Work instruction >> Only an exact copy of the records below will serve as the answer.

Provided data >>

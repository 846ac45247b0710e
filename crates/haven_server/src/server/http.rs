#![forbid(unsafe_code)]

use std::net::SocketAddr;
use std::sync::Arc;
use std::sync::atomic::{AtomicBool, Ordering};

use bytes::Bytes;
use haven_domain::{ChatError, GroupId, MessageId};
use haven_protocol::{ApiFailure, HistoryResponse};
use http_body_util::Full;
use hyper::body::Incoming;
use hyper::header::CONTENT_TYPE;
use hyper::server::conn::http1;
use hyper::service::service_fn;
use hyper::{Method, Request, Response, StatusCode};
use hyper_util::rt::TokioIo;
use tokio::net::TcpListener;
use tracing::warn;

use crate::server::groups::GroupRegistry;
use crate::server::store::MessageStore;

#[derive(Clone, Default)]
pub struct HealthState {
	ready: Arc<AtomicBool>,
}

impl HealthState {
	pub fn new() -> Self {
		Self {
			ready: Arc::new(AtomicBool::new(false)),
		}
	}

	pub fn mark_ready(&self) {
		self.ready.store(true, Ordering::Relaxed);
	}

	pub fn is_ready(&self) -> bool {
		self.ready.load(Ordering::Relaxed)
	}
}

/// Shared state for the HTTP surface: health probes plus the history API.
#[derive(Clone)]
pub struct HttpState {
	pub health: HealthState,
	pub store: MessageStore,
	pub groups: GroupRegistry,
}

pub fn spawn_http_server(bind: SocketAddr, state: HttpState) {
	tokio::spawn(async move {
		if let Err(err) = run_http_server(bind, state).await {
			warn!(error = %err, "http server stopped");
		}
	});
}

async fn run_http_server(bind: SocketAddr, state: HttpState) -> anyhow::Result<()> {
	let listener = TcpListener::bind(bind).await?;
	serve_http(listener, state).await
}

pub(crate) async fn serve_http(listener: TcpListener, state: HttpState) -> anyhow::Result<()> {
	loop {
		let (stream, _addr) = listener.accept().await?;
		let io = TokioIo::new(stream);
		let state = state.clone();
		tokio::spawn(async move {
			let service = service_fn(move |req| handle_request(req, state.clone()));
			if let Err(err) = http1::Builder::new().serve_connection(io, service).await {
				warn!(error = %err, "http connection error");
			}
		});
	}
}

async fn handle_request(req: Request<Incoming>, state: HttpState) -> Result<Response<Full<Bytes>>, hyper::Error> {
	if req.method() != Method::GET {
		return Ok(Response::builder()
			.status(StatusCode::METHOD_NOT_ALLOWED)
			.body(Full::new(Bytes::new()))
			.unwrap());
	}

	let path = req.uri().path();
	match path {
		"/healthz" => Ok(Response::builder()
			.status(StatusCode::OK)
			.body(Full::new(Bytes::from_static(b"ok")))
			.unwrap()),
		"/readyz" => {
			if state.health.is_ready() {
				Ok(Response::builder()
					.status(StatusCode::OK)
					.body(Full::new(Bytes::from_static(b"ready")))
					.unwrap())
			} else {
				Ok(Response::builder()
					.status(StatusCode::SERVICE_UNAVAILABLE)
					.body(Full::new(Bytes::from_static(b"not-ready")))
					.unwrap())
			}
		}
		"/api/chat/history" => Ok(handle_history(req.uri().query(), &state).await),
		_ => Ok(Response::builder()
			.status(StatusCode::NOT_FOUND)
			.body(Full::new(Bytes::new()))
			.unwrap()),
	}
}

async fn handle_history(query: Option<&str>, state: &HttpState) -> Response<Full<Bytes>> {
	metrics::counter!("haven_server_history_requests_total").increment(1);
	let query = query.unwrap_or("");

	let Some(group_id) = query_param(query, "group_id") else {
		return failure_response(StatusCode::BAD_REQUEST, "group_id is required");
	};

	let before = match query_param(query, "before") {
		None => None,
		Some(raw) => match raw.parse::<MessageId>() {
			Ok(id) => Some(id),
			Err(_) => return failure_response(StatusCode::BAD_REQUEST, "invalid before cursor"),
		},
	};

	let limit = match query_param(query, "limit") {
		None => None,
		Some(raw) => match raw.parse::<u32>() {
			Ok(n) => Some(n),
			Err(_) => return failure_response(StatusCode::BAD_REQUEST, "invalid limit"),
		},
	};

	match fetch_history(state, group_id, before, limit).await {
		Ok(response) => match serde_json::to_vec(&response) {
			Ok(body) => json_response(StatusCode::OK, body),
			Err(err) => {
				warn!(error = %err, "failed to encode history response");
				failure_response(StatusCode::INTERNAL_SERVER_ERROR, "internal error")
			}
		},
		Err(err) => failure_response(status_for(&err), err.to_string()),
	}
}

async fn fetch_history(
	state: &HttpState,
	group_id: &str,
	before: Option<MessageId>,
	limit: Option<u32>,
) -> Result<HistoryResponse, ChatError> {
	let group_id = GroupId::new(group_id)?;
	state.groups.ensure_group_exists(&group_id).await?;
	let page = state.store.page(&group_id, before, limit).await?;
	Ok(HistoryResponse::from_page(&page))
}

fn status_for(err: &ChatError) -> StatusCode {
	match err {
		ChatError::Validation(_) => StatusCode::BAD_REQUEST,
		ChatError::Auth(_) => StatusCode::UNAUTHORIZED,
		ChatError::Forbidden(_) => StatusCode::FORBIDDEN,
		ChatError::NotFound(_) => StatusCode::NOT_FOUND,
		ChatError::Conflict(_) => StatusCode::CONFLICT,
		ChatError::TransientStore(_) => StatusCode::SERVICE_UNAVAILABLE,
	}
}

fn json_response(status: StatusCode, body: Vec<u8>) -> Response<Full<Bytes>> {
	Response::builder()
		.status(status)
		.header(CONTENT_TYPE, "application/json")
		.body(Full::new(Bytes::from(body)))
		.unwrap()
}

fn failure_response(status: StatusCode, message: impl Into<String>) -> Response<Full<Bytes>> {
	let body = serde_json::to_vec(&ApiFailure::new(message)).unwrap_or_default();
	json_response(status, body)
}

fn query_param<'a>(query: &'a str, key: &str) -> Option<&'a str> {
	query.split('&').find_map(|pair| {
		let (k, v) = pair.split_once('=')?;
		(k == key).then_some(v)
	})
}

Task result >>
repository 846ac45247b0710e
filename crates/haven_server/src/server/http.rs
#![forbid(unsafe_code)]

use std::net::SocketAddr;
use std::sync::Arc;
use std::sync::atomic::{AtomicBool, Ordering};

use bytes::Bytes;
use haven_domain::{ChatError, GroupId, MessageId};
use haven_protocol::{ApiFailure, HistoryResponse};
use http_body_util::Full;
use hyper::body::Incoming;
use hyper::header::CONTENT_TYPE;
use hyper::server::conn::http1;
use hyper::service::service_fn;
use hyper::{Method, Request, Response, StatusCode};
use hyper_util::rt::TokioIo;
use tokio::net::TcpListener;
use tracing::warn;

use crate::server::groups::GroupRegistry;
use crate::server::store::MessageStore;

#[derive(Clone, Default)]
pub struct HealthState {
	ready: Arc<AtomicBool>,
}

impl HealthState {
	pub fn new() -> Self {
		Self {
			ready: Arc::new(AtomicBool::new(false)),
		}
	}

	pub fn mark_ready(&self) {
		self.ready.store(true, Ordering::Relaxed);
	}

	pub fn is_ready(&self) -> bool {
		self.ready.load(Ordering::Relaxed)
	}
}

/// Shared state for the HTTP surface: health probes plus the history API.
#[derive(Clone)]
pub struct HttpState {
	pub health: HealthState,
	pub store: MessageStore,
	pub groups: GroupRegistry,
}

pub fn spawn_http_server(bind: SocketAddr, state: HttpState) {
	tokio::spawn(async move {
		if let Err(err) = run_http_server(bind, state).await {
			warn!(error = %err, "http server stopped");
		}
	});
}

async fn run_http_server(bind: SocketAddr, state: HttpState) -> anyhow::Result<()> {
	let listener = TcpListener::bind(bind).await?;
	serve_http(listener, state).await
}

pub(crate) async fn serve_http(listener: TcpListener, state: HttpState) -> anyhow::Result<()> {
	loop {
		let (stream, _addr) = listener.accept().await?;
		let io = TokioIo::new(stream);
		let state = state.clone();
		tokio::spawn(async move {
			let service = service_fn(move |req| handle_request(req, state.clone()));
			if let Err(err) = http1::Builder::new().serve_connection(io, service).await {
				warn!(error = %err, "http connection error");
			}
		});
	}
}

async fn handle_request(req: Request<Incoming>, state: HttpState) -> Result<Response<Full<Bytes>>, hyper::Error> {
	if req.method() != Method::GET {
		return Ok(Response::builder()
			.status(StatusCode::METHOD_NOT_ALLOWED)
			.body(Full::new(Bytes::new()))
			.unwrap());
	}

	let path = req.uri().path();
	match path {
		"/healthz" => Ok(Response::builder()
			.status(StatusCode::OK)
			.body(Full::new(Bytes::from_static(b"ok")))
			.unwrap()),
		"/readyz" => {
			if state.health.is_ready() {
				Ok(Response::builder()
					.status(StatusCode::OK)
					.body(Full::new(Bytes::from_static(b"ready")))
					.unwrap())
			} else {
				Ok(Response::builder()
					.status(StatusCode::SERVICE_UNAVAILABLE)
					.body(Full::new(Bytes::from_static(b"not-ready")))
					.unwrap())
			}
		}
		"/api/chat/history" => Ok(handle_history(req.uri().query(), &state).await),
		_ => Ok(Response::builder()
			.status(StatusCode::NOT_FOUND)
			.body(Full::new(Bytes::new()))
			.unwrap()),
	}
}

async fn handle_history(query: Option<&str>, state: &HttpState) -> Response<Full<Bytes>> {
	metrics::counter!("haven_server_history_requests_total").increment(1);
	let query = query.unwrap_or("");

	let Some(group_id) = query_param(query, "group_id") else {
		return failure_response(StatusCode::BAD_REQUEST, "group_id is required");
	};

	let before = match query_param(query, "before") {
		None => None,
		Some(raw) => match raw.parse::<MessageId>() {
			Ok(id) => Some(id),
			Err(_) => return failure_response(StatusCode::BAD_REQUEST, "invalid before cursor"),
		},
	};

	let limit = match query_param(query, "limit") {
		None => None,
		Some(raw) => match raw.parse::<u32>() {
			Ok(n) => Some(n),
			Err(_) => return failure_response(StatusCode::BAD_REQUEST, "invalid limit"),
		},
	};

	match fetch_history(state, group_id, before, limit).await {
		Ok(response) => match serde_json::to_vec(&response) {
			Ok(body) => json_response(StatusCode::OK, body),
			Err(err) => {
				warn!(error = %err, "failed to encode history response");
				failure_response(StatusCode::INTERNAL_SERVER_ERROR, "internal error")
			}
		},
		Err(err) => failure_response(status_for(&err), err.to_string()),
	}
}

async fn fetch_history(
	state: &HttpState,
	group_id: &str,
	before: Option<MessageId>,
	limit: Option<u32>,
) -> Result<HistoryResponse, ChatError> {
	let group_id = GroupId::new(group_id)?;
	state.groups.ensure_group_exists(&group_id).await?;
	let page = state.store.page(&group_id, before, limit).await?;
	Ok(HistoryResponse::from_page(&page))
}

fn status_for(err: &ChatError) -> StatusCode {
	match err {
		ChatError::Validation(_) => StatusCode::BAD_REQUEST,
		ChatError::Auth(_) => StatusCode::UNAUTHORIZED,
		ChatError::Forbidden(_) => StatusCode::FORBIDDEN,
		ChatError::NotFound(_) => StatusCode::NOT_FOUND,
		ChatError::Conflict(_) => StatusCode::CONFLICT,
		ChatError::TransientStore(_) => StatusCode::SERVICE_UNAVAILABLE,
	}
}

fn json_response(status: StatusCode, body: Vec<u8>) -> Response<Full<Bytes>> {
	Response::builder()
		.status(status)
		.header(CONTENT_TYPE, "application/json")
		.body(Full::new(Bytes::from(body)))
		.unwrap()
}

fn failure_response(status: StatusCode, message: impl Into<String>) -> Response<Full<Bytes>> {
	let body = serde_json::to_vec(&ApiFailure::new(message)).unwrap_or_default();
	json_response(status, body)
}

fn query_param<'a>(query: &'a str, key: &str) -> Option<&'a str> {
	query.split('&').find_map(|pair| {
		let (k, v) = pair.split_once('=')?;
		(k == key).then_some(v)
	})
}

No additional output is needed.